Bozbulanık, Topal Koşma, Menekşeli Bilinç, Zor Yokuşu, Gülün İçinde Bülbül Sesi Var, Yandırma, Alacaceren, Bir Kara Derin Kuyu, Çavlanın İçinde Sessizce ve daha nicelerinin yazarı olan Nezim, kalabalık sofralara, dolup taşan yayınevine rağmen “Hep herkesle beraber ama içinden yapayalnız” olduğunu söyler. Sabahların coşkusunu ve yeniden başlama gücünü çağrıştıran Nezim’in yamacında büyüyen ve “cincibir” diye hitap ettiği Zeynep Altıok Akatlı’nın tarifiyle: “Coşan, taşan, akan” bir kadındır o. “Nezim’li hayat adeta nakışlı bir hayattır.”

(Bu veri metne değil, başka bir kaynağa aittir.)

//! Contrast of color pairs declared in stylesheet rules.

use super::contrast::{
    MIN_CONTRAST_RATIO, Rgb, color_pair, contrast_ratio, low_contrast_issue, parse_declarations,
    unparsed_color_issue,
};
use crate::model::{ElementKind, Issue};
use regex::Regex;
use std::sync::LazyLock;

static COMMENT_RE: LazyLock<Regex> =
    LazyLock::new(|| Regex::new(r"(?s)/\*.*?\*/").expect("valid regex"));
static BLOCK_RE: LazyLock<Regex> =
    LazyLock::new(|| Regex::new(r"([^{}]+)\{([^{}]*)\}").expect("valid regex"));
static RGB_RE: LazyLock<Regex> = LazyLock::new(|| {
    Regex::new(r"^rgba?\(\s*(\d{1,3})\s*,\s*(\d{1,3})\s*,\s*(\d{1,3})").expect("valid regex")
});

#[derive(Debug, Clone, PartialEq)]
pub struct CssRule {
    pub selector: String,
    pub declarations: Vec<(String, String)>,
}

/// Turns stylesheet source into `(selector, declarations)` pairs.
pub trait StylesheetParser: Send + Sync {
    fn parse(&self, css: &str) -> Vec<CssRule>;
}

/// Flat block parser: innermost `selector { ... }` blocks only, comments
/// stripped, at-rule preludes and `;`-terminated at-statements skipped. Good enough for contrast pairs; it is
/// not a CSS tokenizer.
#[derive(Debug, Default, Clone, Copy)]
pub struct BlockParser;

impl StylesheetParser for BlockParser {
    fn parse(&self, css: &str) -> Vec<CssRule> {
        let css = COMMENT_RE.replace_all(css, "");
        BLOCK_RE
            .captures_iter(&css)
            .filter_map(|caps| {
                // `@charset "x";` and `@import ...;` run into the next selector
                let selector = caps[1].rsplit(';').next().unwrap_or_default().trim();
                // `@font-face { ... }` and friends
                if selector.is_empty() || selector.starts_with('@') {
                    return None;
                }
                Some(CssRule {
                    selector: selector.to_string(),
                    declarations: parse_declarations(&caps[2]),
                })
            })
            .collect()
    }
}

/// Parses `#rgb`, `#rrggbb`, `rgb(r, g, b)` and `rgba(r, g, b, a)`.
pub fn parse_css_color(value: &str) -> Option<Rgb> {
    let value = value.trim().to_ascii_lowercase();
    if let Some(hex) = value.strip_prefix('#') {
        if !hex.chars().all(|c| c.is_ascii_hexdigit()) {
            return None;
        }
        let expanded: String = match hex.len() {
            3 => hex.chars().flat_map(|c| [c, c]).collect(),
            6 => hex.to_string(),
            _ => return None,
        };
        let r = u8::from_str_radix(&expanded[0..2], 16).ok()?;
        let g = u8::from_str_radix(&expanded[2..4], 16).ok()?;
        let b = u8::from_str_radix(&expanded[4..6], 16).ok()?;
        return Some((r, g, b));
    }

    let caps = RGB_RE.captures(&value)?;
    Some((
        caps[1].parse().ok()?,
        caps[2].parse().ok()?,
        caps[3].parse().ok()?,
    ))
}

pub fn check_stylesheet_contrast(
    url: &str,
    title: &str,
    css: &str,
    parser: &dyn StylesheetParser,
) -> Vec<Issue> {
    let mut issues = Vec::new();

    for rule in parser.parse(css) {
        let Some((color, background)) = color_pair(&rule.declarations) else {
            continue;
        };
        let snippet = format!(
            "{} {{ color: {}; background: {} }}",
            rule.selector, color, background
        );

        match (parse_css_color(color), parse_css_color(background)) {
            (Some(fg), Some(bg)) => {
                let ratio = contrast_ratio(fg, bg);
                if ratio < MIN_CONTRAST_RATIO {
                    issues.push(
                        low_contrast_issue(
                            url,
                            title,
                            ElementKind::Stylesheet,
                            snippet,
                            color,
                            background,
                            ratio,
                        )
                        .with_extra("selector", &rule.selector),
                    );
                }
            }
            _ => issues.push(
                unparsed_color_issue(
                    url,
                    title,
                    ElementKind::Stylesheet,
                    snippet,
                    color,
                    background,
                )
                .with_extra("selector", &rule.selector),
            ),
        }
    }

    issues
}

Bu haftanın kitapları, Nezim’li anıların anlatıldığı ve Nezim’in anılarını anlattığı iki kitap olsun:
Bir Umutlu Yürüyüş, Nilüfer Belediyesi Nezihe Meriç Sempozyumu Kitapçığı
Çavlanın İçinde Sessizce, Nezihe Meriç, YKY
* Yazının başlığında Meriç’in "Alacaceren" adlı romanının Fransızca çevirisine verilen addan esinlendim.